A alemã apresentou sintomas em 28 de abril e morreu no navio em 2 de maio, segundo a Organização Mundial da Saúde.
Esta semana, outros três pacientes foram transportados do navio para a Holanda para cuidados médicos de emergência, e um suíço que começou a apresentar sintomas após desembarcar está sendo tratado em Zurique. Um britânico foi levado de avião para a África do Sul para evacuação médica, enquanto outro cidadão britânico que desembarcou foi hospitalizado no território britânico de Tristão da Cunha.

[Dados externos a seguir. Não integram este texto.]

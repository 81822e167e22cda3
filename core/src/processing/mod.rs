pub mod buffer_pool;
pub mod ccf;
pub mod lomb_scargle;
pub mod periodogram;
pub mod sweep;

pub use buffer_pool::BufferPool;
pub use ccf::CcfStage;
pub use lomb_scargle::{FrequencyGrid, LombScargle, Periodogram};
pub use periodogram::PeriodogramStage;
pub use sweep::{run_sweep, SweepRunner};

A Oceanwide Expeditions disse que 32 passageiros de cerca de uma dúzia de países embarcaram no Hondius em Santa Helena, incluindo uma holandesa que morreu dias depois. Os passageiros dos EUA que retornaram aos EUA antes da descoberta do surto foram sendo monitorado As agências estaduais de saúde na Califórnia, Geórgia, Texas, Virgínia e Arizona são responsáveis.
O Hondius partiu de Ushuaia, Argentina, em 1º de abril e viajou para várias ilhas do Atlântico Sul de 21 a 24 de abril, incluindo Geórgia do Sul e Ilhas Sandwich do Sul, Tristão da Cunha, Ilha Gough e depois Santa Helena.
O navio ancorou então na costa de Cabo Verde, uma ilha da África Ocidental, durante vários dias antes de seguir para as Ilhas Canárias.